# Exercise objective
If a line of the records holds the word "SECTION", copy it out.

(Stored items)
-*-

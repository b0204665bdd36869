//! Capability Registry - Service Locator Architecture
//!
//! Decouples consumers of a capability from the implementation that
//! provides it, and lets tests swap in fakes without touching consumers.
//!
//! ## Architecture Overview
//!
//! ```text
//! Profile (production | test)
//!     │ register_factory / register_instance
//!     ▼
//! Registry ── instances ──┐
//!          └─ factories ──┴─ resolve::<dyn Capability>()
//!     ▲                                  ▲
//!     │                                  │
//! ServiceLocator (named accessors)   Injected<C> / OptionalInjected<C>
//! ```
//!
//! ## Key Principles
//!
//! - **Trait-keyed**: capabilities are resolved as `Arc<dyn Trait>` by type identity
//! - **Two lifetimes**: pinned instances shadow factories; factories run on every resolve
//! - **Fail fast**: a missing required capability is a wiring defect and panics
//! - **Profiles never merge**: switching profiles always starts from empty tables

pub mod bootstrap;
pub mod error;
pub mod identity;
pub mod inject;
pub mod locator;
pub mod registry;

pub use bootstrap::{Fakes, ProductionProfile, Profile, TestProfile, init_registry};
pub use error::RegistryError;
pub use identity::CapabilityId;
pub use inject::{Injected, OptionalInjected};
pub use locator::ServiceLocator;
pub use registry::{Registry, WeakRegistry};
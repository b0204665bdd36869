//! Registry resolution errors

use thiserror::Error;

use super::identity::CapabilityId;

/// Why a capability could not be resolved
///
/// Both variants are wiring defects. [`Registry::resolve`](super::Registry::resolve)
/// turns them into a panic; [`Registry::try_resolve`](super::Registry::try_resolve)
/// hands them back for callers that want to report them differently.
#[derive(Error, Debug, Clone, PartialEq, Eq)]
pub enum RegistryError {
    /// Neither an instance nor a factory is registered
    #[error("capability `{capability}` is not registered")]
    NotRegistered {
        /// The capability that was requested
        capability: CapabilityId,
    },

    /// The stored entry does not hold a value of the requested capability type
    #[error("capability `{capability}` is registered with a value of a different type")]
    TypeMismatch {
        /// The capability that was requested
        capability: CapabilityId,
    },
}

impl RegistryError {
    /// The capability the failed request was for
    pub fn capability(&self) -> CapabilityId {
        match self {
            Self::NotRegistered { capability } | Self::TypeMismatch { capability } => *capability,
        }
    }
}
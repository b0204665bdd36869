//! Infrastructure layer constants
//!
//! Domain-specific constants are defined in `apus_domain::constants`.

// ============================================================================
// CONFIGURATION CONSTANTS
// ============================================================================

/// Default configuration file name
pub const DEFAULT_CONFIG_FILENAME: &str = "apus.toml";

/// Default configuration directory name
pub const DEFAULT_CONFIG_DIR: &str = "apus";

/// Environment variable prefix for configuration
pub const CONFIG_ENV_PREFIX: &str = "APUS";

/// Separator between nested keys in environment variables
/// (`APUS_CAMERA__MAX_ZOOM`)
pub const CONFIG_ENV_SEPARATOR: &str = "__";

// ============================================================================
// LOGGING CONSTANTS
// ============================================================================

/// Default log level
pub const DEFAULT_LOG_LEVEL: &str = "info";

/// Environment variable overriding the log filter
pub const LOG_ENV_VAR: &str = "APUS_LOG";

/// File name prefix for rolling log files
pub const LOG_FILE_PREFIX: &str = "apus";

// ============================================================================
// PHOTO LIBRARY CONSTANTS
// ============================================================================

/// Directory created under the user's pictures folder
pub const PHOTO_LIBRARY_DIR_NAME: &str = "Apus";

/// Extension of saved raw image files
pub const PHOTO_FILE_EXTENSION: &str = "raw";
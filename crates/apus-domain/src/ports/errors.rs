//! Error Reporting Port

use crate::error::Error;
use crate::value_objects::{AppError, ErrorPresentation};

/// Turns failures into something the user can act on
pub trait ErrorReporter: Send + Sync {
    /// The error currently presented, if any
    fn current_error(&self) -> Option<ErrorPresentation>;

    fn handle_error(&self, error: &Error);

    fn handle_app_error(&self, error: AppError);

    fn clear_error(&self);

    /// Send the user to the system settings and dismiss the error
    fn open_settings(&self);
}
//! Production Capability Providers
//!
//! In-process implementations registered by the production profile.
//!
//! ## Available Providers
//!
//! | Capability | Provider | Backing state |
//! |------------|----------|---------------|
//! | `CameraManager` | [`SessionCameraManager`] | [`CaptureDevice`] |
//! | `ObjectDetector` | [`NullObjectDetector`] | none |
//! | `ImageClassifier` | [`CatalogImageClassifier`] | per value |
//! | `ContourDetector` | [`NullContourDetector`] | none |
//! | `TextRecognizer` | [`NullTextRecognizer`] | none |
//! | `UnifiedObjectDetector` | [`CatalogObjectDetector`] | per value |
//! | `BarcodeDetector` | [`NullBarcodeDetector`] | none |
//! | `HapticFeedback` | [`TracingHaptics`] | none |
//! | `PermissionService` | [`PolicyPermissionService`] | [`GrantTable`] |
//! | `PhotoLibraryService` | [`DirectoryPhotoLibrary`] | filesystem |
//! | `ErrorReporter` | [`PresentingErrorReporter`] | [`ErrorSlot`] |
//! | `DetectionResultsStore` | [`InMemoryDetectionResults`] | singleton |
//!
//! The vision providers are null providers: the algorithms belong to the
//! platform, and a host without one still gets a working graph.

pub mod camera;
pub mod errors;
pub mod haptics;
pub mod permission;
pub mod photo_library;
pub mod results;
pub mod vision;

pub use camera::{CaptureDevice, SessionCameraManager};
pub use errors::{ErrorSlot, PresentingErrorReporter};
pub use haptics::TracingHaptics;
pub use permission::{GrantTable, PolicyPermissionService};
pub use photo_library::DirectoryPhotoLibrary;
pub use results::InMemoryDetectionResults;
pub use vision::{
    CatalogImageClassifier, CatalogObjectDetector, NullBarcodeDetector, NullContourDetector,
    NullObjectDetector, NullTextRecognizer, image_fingerprint,
};
//! # Domain Layer
//!
//! Capability ports and the value types they exchange. Nothing in this
//! crate knows how a capability is provided or resolved.
//!
//! | Module | Description |
//! |--------|-------------|
//! | [`ports`] | Capability traits (camera, vision, haptics, permissions, photos, results, errors) |
//! | [`value_objects`] | Images, geometry, detections, stored results, permissions, app errors |
//! | [`error`] | Domain error type and `Result` alias |

pub mod constants;
pub mod error;
pub mod ports;
pub mod value_objects;

pub use error::{Error, Result};
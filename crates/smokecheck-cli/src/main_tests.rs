// crates/smokecheck-cli/src/main_tests.rs
// ============================================================================
// Module: CLI Main Tests
// Description: Unit tests for argument parsing and report rendering.
// Purpose: Pin the CLI surface and the format selection logic.
// Dependencies: smokecheck-cli main helpers
// ============================================================================

//! ## Overview
//! Validates subcommand parsing and the text/JSON report rendering paths.

#![allow(
    clippy::panic,
    clippy::print_stdout,
    clippy::print_stderr,
    clippy::unwrap_used,
    clippy::expect_used,
    clippy::use_debug,
    clippy::dbg_macro,
    clippy::panic_in_result_fn,
    clippy::unwrap_in_result,
    reason = "Test-only output and panic-based assertions are permitted."
)]

// ============================================================================
// SECTION: Imports
// ============================================================================

use std::path::PathBuf;

use clap::Parser;
use serde_json::Value;
use smokecheck_core::CheckOutcome;
use smokecheck_core::CheckResult;
use smokecheck_core::RunReport;

use super::Cli;
use super::Commands;
use super::ConfigCommands;
use super::ConfigValidateCommand;
use super::ReportFormat;
use super::RunCommand;
use super::command_config_validate;
use super::command_run;
use super::render_report;

// ============================================================================
// SECTION: Helpers
// ============================================================================

/// Configuration exercising only the offline SDK suite.
const OFFLINE_CONFIG: &str = r#"
[target]
base_url = "http://127.0.0.1:8000"

[sdk]
api_key = "test-key"
api_version = "2024-02-01"
endpoint = "https://example.openai.azure.com"
"#;

fn sample_report() -> RunReport {
    RunReport {
        results: vec![CheckResult {
            name: "root-endpoint".to_string(),
            outcome: CheckOutcome::Passed,
            message: "service responded with status 200".to_string(),
            detail: None,
        }],
        overall_passed: true,
        aborted: None,
    }
}

// ============================================================================
// SECTION: Tests
// ============================================================================

#[test]
fn version_flag_parses() {
    let cli = Cli::try_parse_from(["smokecheck", "--version"]).expect("parse");
    assert!(cli.show_version);
    assert!(cli.command.is_none());
}

#[test]
fn run_defaults_to_text_format() {
    let cli = Cli::try_parse_from(["smokecheck", "run"]).expect("parse");
    match cli.command {
        Some(Commands::Run(command)) => {
            assert_eq!(command.format, ReportFormat::Text);
            assert!(command.config.is_none());
        }
        other => panic!("unexpected command: {other:?}"),
    }
}

#[test]
fn run_accepts_json_format_and_config_path() {
    let cli = Cli::try_parse_from([
        "smokecheck",
        "run",
        "--config",
        "custom.toml",
        "--format",
        "json",
    ])
    .expect("parse");
    match cli.command {
        Some(Commands::Run(command)) => {
            assert_eq!(command.format, ReportFormat::Json);
            assert_eq!(command.config, Some(PathBuf::from("custom.toml")));
        }
        other => panic!("unexpected command: {other:?}"),
    }
}

#[test]
fn run_rejects_unknown_format() {
    let parsed = Cli::try_parse_from(["smokecheck", "run", "--format", "yaml"]);
    assert!(parsed.is_err());
}

#[test]
fn probe_parses_config_path() {
    let cli =
        Cli::try_parse_from(["smokecheck", "probe", "--config", "custom.toml"]).expect("parse");
    match cli.command {
        Some(Commands::Probe(command)) => {
            assert_eq!(command.config, Some(PathBuf::from("custom.toml")));
        }
        other => panic!("unexpected command: {other:?}"),
    }
}

#[test]
fn config_validate_parses() {
    let cli = Cli::try_parse_from(["smokecheck", "config", "validate"]).expect("parse");
    match cli.command {
        Some(Commands::Config {
            command: ConfigCommands::Validate(command),
        }) => {
            assert!(command.config.is_none());
        }
        other => panic!("unexpected command: {other:?}"),
    }
}

#[test]
fn text_report_contains_result_and_summary() {
    let rendered = render_report(&sample_report(), ReportFormat::Text).expect("render");
    assert!(rendered.contains("PASS root-endpoint: service responded with status 200"));
    assert!(rendered.contains("smoke test passed"));
}

#[test]
fn config_validate_accepts_a_valid_file() {
    let dir = tempfile::tempdir().expect("tempdir");
    let path = dir.path().join("smokecheck.toml");
    std::fs::write(&path, OFFLINE_CONFIG).expect("write config");
    let command = ConfigValidateCommand {
        config: Some(path),
    };
    assert!(command_config_validate(&command).is_ok());
}

#[test]
fn run_command_completes_with_offline_suite() {
    let dir = tempfile::tempdir().expect("tempdir");
    let path = dir.path().join("smokecheck.toml");
    std::fs::write(&path, OFFLINE_CONFIG).expect("write config");
    let command = RunCommand {
        config: Some(path),
        format: ReportFormat::Json,
    };
    assert!(command_run(&command).is_ok());
}

#[test]
fn json_report_is_parseable_and_structured() {
    let rendered = render_report(&sample_report(), ReportFormat::Json).expect("render");
    let value: Value = serde_json::from_str(&rendered).expect("valid json");
    assert_eq!(value.get("overall_passed").and_then(Value::as_bool), Some(true));
    let results = value.get("results").and_then(Value::as_array).expect("results array");
    assert_eq!(results.len(), 1);
    assert_eq!(results[0].get("outcome").and_then(Value::as_str), Some("passed"));
}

-*-

# Answer
// SECTION: Imports
// SECTION: Helpers
// SECTION: Tests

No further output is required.